▶ [Exercise details]:
Using the data below, return all lines in which "GlobSetBuilder" appears.

---- Excerpted records

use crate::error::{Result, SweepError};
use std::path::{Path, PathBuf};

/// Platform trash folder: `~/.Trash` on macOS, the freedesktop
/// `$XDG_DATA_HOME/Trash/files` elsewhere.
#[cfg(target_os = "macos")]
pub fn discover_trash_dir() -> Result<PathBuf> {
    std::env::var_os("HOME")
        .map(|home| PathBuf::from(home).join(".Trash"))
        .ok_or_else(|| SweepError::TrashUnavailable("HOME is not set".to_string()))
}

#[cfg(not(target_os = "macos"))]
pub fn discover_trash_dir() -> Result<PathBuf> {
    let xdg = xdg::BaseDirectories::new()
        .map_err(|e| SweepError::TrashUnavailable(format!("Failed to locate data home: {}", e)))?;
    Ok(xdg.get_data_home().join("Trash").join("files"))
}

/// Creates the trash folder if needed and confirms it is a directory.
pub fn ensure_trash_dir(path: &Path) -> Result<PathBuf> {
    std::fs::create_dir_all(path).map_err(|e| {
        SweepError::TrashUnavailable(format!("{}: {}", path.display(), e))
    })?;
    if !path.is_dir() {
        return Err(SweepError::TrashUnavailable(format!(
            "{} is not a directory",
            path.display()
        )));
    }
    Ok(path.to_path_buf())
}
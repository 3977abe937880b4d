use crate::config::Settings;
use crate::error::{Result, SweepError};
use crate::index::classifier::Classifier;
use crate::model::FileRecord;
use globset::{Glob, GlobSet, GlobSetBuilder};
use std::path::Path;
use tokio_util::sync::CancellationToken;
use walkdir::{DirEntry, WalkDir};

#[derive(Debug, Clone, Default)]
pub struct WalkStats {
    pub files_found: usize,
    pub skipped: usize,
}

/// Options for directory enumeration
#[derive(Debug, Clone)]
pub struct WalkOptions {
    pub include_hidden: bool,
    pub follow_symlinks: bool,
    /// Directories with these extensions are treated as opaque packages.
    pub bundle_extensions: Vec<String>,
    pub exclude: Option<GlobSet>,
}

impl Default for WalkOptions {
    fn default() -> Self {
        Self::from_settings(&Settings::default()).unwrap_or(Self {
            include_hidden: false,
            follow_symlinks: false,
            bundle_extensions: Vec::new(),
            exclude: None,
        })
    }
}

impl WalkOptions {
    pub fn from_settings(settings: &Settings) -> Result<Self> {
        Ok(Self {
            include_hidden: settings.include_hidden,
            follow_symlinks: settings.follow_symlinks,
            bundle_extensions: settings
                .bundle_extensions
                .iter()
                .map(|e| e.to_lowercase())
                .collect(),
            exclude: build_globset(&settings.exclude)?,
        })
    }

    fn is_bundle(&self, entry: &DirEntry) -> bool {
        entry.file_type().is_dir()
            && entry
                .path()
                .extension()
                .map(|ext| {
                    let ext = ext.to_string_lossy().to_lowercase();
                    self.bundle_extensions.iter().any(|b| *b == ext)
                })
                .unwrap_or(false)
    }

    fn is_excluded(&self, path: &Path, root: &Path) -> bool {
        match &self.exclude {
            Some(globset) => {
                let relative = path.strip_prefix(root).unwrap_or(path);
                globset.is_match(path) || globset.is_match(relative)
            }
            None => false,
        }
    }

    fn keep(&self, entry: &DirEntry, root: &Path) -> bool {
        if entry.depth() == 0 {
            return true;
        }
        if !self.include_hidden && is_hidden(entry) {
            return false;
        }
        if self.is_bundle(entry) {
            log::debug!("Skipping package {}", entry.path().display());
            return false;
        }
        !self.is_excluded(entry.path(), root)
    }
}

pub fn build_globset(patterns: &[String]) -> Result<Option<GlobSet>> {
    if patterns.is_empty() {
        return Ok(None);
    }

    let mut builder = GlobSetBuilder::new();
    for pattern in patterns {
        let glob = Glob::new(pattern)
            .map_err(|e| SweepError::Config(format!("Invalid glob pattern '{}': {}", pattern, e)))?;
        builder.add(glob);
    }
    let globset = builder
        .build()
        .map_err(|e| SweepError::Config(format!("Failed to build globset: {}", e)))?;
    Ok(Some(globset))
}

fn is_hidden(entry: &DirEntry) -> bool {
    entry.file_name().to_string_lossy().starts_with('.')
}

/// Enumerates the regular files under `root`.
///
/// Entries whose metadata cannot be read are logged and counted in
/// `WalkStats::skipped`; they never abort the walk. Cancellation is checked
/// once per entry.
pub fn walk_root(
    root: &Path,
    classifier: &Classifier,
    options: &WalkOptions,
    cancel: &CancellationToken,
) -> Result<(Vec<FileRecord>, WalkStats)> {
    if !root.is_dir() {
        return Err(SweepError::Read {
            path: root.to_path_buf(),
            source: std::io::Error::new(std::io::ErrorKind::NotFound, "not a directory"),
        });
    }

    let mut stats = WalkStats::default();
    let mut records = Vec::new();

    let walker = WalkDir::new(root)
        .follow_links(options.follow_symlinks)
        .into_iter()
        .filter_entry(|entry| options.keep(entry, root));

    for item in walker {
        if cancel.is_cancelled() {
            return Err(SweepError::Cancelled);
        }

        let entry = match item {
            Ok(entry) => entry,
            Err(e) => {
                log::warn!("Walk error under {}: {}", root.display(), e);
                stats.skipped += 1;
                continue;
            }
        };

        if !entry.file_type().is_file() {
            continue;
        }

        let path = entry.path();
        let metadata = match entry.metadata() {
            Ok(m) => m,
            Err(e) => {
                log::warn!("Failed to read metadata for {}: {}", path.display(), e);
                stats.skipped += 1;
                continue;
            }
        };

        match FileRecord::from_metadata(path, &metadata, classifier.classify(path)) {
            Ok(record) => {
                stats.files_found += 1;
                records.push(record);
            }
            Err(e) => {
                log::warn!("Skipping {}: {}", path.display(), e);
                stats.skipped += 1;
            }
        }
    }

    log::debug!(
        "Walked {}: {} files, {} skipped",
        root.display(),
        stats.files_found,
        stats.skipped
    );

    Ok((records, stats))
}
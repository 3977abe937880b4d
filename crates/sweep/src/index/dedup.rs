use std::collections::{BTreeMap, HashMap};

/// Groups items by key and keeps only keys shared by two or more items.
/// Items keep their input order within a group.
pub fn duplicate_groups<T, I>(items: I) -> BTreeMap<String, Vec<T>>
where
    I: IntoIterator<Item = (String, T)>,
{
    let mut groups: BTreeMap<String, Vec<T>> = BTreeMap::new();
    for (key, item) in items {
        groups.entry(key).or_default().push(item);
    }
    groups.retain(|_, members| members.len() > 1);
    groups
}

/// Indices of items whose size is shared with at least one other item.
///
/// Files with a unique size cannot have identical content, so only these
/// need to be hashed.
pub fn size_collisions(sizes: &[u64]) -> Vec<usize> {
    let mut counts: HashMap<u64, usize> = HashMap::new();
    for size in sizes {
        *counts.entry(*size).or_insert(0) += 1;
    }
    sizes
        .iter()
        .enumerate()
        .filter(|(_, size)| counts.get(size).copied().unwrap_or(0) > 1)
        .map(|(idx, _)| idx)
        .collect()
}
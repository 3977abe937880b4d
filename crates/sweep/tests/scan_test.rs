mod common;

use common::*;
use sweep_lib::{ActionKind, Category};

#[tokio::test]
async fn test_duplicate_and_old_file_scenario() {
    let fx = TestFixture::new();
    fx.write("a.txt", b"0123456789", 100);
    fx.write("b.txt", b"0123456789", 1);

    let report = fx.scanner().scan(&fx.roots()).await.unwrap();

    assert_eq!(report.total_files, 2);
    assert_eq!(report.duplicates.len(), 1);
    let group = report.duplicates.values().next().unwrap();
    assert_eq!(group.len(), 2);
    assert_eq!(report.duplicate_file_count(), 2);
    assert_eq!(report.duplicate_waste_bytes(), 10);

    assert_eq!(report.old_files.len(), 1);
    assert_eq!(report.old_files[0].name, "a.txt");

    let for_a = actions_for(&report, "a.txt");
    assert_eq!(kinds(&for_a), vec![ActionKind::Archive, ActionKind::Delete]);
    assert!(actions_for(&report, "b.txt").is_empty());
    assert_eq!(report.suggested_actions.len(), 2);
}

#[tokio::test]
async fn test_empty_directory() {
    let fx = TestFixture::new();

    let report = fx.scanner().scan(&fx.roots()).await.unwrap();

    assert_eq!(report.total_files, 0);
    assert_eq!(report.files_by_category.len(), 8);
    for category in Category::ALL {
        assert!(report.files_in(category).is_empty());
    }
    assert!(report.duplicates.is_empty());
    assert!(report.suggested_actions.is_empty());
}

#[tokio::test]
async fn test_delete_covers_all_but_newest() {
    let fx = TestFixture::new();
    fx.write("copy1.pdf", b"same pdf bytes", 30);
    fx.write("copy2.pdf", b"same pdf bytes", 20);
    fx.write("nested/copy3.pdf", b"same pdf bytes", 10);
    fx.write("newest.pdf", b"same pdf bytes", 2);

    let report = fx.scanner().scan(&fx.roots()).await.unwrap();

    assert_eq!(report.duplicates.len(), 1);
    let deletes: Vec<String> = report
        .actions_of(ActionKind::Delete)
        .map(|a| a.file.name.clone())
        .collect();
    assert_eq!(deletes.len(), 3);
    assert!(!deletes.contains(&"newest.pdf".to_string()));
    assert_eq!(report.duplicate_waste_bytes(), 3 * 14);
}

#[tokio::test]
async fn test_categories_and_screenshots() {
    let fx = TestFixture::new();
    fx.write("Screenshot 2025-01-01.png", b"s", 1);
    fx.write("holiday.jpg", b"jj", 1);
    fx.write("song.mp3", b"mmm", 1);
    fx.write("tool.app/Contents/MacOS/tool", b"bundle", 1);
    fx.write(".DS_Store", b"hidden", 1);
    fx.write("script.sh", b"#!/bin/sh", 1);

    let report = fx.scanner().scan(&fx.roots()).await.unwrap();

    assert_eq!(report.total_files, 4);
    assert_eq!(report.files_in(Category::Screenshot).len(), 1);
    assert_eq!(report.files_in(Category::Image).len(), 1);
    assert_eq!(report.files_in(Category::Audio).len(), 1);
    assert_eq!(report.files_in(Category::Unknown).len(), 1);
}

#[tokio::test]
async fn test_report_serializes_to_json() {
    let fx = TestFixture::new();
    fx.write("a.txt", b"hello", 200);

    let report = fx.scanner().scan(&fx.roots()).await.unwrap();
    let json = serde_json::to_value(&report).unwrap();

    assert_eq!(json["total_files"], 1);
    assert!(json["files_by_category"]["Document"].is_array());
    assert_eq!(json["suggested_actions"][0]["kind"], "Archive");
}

--------

▶ [Exercise answer]:
use globset::{Glob, GlobSet, GlobSetBuilder};
    let mut builder = GlobSetBuilder::new();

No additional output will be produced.